__What to work on__.
Find the line with "for (i, det)" in the records below. Copy it and every line after it, up to and including the line with "if let Some(inf_adic) = &doc.inf_adic".

Data extracted from a collection
══════════

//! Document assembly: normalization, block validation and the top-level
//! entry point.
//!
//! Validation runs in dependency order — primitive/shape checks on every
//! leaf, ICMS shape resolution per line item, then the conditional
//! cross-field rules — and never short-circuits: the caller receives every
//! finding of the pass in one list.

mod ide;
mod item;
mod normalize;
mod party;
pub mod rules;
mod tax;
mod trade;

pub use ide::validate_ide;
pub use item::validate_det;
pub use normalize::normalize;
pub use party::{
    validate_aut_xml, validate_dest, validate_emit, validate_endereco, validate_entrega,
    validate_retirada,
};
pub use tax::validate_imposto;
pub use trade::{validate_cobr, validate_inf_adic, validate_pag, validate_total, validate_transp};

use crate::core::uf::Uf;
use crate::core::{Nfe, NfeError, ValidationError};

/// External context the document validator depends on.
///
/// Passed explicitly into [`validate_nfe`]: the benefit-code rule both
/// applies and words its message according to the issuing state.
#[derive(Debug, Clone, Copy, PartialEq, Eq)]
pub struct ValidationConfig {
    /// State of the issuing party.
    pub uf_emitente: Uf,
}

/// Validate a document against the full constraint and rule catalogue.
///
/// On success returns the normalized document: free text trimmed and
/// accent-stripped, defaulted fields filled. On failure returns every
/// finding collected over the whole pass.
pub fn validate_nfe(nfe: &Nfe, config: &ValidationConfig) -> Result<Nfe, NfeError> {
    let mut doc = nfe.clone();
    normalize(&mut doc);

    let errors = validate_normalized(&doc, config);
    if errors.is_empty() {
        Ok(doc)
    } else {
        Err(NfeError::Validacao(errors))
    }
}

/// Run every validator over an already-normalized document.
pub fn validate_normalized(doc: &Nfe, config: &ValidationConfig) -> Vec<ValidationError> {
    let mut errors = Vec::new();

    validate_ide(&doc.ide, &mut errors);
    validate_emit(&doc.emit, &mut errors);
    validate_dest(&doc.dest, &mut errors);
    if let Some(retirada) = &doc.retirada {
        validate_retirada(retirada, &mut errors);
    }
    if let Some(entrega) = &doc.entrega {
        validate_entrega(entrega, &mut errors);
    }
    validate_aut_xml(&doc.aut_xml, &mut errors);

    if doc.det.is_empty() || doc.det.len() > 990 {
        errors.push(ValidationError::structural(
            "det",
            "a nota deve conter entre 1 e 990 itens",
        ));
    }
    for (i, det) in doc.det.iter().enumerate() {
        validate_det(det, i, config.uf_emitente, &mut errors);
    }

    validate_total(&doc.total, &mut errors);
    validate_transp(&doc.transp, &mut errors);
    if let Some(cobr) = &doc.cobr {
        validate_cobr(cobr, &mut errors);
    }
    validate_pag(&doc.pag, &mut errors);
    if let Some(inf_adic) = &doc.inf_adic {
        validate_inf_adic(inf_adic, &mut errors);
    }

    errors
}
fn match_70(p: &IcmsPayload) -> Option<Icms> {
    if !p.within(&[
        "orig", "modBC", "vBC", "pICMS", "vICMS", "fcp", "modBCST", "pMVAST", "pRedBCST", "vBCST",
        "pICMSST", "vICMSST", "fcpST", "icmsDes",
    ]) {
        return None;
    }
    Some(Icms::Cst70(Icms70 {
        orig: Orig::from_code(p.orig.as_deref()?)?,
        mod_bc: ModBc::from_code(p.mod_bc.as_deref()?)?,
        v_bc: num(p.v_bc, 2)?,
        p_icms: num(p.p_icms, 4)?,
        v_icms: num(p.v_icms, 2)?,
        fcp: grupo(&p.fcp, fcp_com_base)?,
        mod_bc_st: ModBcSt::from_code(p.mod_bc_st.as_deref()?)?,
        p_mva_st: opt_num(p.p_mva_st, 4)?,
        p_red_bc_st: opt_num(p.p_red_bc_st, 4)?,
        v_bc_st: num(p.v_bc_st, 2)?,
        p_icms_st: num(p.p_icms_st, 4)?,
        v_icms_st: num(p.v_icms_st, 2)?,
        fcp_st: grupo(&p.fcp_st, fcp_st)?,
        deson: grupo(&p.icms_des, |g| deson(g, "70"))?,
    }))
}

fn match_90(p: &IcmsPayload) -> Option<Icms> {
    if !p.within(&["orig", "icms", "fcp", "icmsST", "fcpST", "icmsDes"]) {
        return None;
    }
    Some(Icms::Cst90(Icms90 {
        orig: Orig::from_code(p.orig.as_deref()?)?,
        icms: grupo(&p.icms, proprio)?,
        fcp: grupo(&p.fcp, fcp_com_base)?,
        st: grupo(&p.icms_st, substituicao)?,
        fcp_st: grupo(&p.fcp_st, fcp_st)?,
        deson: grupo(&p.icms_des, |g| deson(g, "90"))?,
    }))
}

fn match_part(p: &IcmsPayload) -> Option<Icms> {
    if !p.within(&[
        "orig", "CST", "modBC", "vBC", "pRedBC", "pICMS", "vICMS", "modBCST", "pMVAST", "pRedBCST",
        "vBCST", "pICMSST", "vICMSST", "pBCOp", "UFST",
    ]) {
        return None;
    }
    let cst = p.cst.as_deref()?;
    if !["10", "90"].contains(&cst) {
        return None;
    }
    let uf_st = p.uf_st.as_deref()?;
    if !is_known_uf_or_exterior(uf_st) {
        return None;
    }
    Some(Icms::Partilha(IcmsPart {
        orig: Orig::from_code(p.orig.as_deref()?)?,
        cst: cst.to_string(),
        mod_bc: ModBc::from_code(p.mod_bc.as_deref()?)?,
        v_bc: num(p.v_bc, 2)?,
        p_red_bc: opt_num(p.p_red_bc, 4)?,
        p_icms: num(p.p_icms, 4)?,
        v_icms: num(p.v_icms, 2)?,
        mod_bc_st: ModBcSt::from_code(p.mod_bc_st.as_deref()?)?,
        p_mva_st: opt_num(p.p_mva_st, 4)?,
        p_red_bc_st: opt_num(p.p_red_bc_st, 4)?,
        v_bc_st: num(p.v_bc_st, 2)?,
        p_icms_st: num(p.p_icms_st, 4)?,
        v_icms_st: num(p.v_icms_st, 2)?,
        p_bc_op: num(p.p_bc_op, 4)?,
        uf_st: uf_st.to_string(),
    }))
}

══════════

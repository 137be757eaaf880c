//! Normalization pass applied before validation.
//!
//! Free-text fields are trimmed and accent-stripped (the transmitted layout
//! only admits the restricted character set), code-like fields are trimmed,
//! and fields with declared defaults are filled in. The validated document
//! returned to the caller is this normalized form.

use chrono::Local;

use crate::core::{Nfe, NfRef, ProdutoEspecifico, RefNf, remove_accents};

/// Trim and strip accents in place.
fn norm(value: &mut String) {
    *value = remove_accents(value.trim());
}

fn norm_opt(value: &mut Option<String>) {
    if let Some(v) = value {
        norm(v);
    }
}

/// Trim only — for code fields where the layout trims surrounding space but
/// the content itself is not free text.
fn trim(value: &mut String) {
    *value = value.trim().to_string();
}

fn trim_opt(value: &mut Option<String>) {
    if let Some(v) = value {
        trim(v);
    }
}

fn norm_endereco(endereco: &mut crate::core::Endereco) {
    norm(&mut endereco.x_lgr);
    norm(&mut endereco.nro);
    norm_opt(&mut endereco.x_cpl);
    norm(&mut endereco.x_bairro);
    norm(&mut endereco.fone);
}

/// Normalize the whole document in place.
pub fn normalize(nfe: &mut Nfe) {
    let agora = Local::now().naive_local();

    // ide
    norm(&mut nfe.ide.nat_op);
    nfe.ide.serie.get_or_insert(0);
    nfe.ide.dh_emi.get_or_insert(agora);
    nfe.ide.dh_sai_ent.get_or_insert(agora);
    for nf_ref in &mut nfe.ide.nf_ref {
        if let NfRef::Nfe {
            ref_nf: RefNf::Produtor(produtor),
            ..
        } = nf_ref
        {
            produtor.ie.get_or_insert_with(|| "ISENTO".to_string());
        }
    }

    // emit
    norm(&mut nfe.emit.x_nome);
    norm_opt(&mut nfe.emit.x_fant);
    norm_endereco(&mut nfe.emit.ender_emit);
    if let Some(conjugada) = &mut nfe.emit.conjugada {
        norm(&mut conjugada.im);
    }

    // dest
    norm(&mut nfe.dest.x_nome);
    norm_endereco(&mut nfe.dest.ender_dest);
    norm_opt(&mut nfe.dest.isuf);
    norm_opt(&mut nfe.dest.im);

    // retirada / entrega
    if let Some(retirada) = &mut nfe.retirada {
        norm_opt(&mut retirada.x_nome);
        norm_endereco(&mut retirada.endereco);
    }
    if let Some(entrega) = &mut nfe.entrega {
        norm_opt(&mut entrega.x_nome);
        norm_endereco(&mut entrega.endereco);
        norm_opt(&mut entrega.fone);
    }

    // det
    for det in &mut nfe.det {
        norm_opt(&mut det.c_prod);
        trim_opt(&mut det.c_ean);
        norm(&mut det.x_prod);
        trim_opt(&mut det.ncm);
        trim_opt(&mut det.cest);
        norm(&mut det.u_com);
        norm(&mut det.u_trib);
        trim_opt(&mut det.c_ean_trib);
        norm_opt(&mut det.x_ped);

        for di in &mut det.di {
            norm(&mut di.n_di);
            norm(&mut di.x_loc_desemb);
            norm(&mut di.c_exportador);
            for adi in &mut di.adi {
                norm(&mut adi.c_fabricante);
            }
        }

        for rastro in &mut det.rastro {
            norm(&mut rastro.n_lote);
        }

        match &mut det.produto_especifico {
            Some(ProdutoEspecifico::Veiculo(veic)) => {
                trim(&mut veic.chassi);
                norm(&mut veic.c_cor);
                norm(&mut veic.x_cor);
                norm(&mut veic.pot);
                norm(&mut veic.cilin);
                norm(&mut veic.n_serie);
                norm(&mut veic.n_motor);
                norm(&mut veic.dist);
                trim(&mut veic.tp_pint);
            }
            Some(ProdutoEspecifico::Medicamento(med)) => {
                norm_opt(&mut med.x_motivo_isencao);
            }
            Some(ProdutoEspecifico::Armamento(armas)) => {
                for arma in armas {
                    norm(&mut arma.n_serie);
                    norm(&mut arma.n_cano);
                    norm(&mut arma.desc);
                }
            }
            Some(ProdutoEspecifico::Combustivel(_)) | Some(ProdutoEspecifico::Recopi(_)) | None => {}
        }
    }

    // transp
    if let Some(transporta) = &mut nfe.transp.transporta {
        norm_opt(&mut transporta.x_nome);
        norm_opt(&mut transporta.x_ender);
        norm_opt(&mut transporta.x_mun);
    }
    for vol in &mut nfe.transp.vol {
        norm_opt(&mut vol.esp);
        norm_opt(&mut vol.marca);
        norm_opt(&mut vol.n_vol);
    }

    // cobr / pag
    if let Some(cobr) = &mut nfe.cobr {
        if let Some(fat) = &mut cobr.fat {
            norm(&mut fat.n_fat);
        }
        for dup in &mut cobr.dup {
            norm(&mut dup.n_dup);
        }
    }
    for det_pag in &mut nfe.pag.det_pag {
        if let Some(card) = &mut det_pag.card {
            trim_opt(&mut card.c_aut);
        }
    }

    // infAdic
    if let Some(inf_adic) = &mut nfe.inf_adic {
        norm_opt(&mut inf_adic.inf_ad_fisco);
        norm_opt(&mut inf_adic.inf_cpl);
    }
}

══════════

__Task result__.
    for (i, det) in doc.det.iter().enumerate() {
        validate_det(det, i, config.uf_emitente, &mut errors);
    }

    validate_total(&doc.total, &mut errors);
    validate_transp(&doc.transp, &mut errors);
    if let Some(cobr) = &doc.cobr {
        validate_cobr(cobr, &mut errors);
    }
    validate_pag(&doc.pag, &mut errors);
    if let Some(inf_adic) = &doc.inf_adic {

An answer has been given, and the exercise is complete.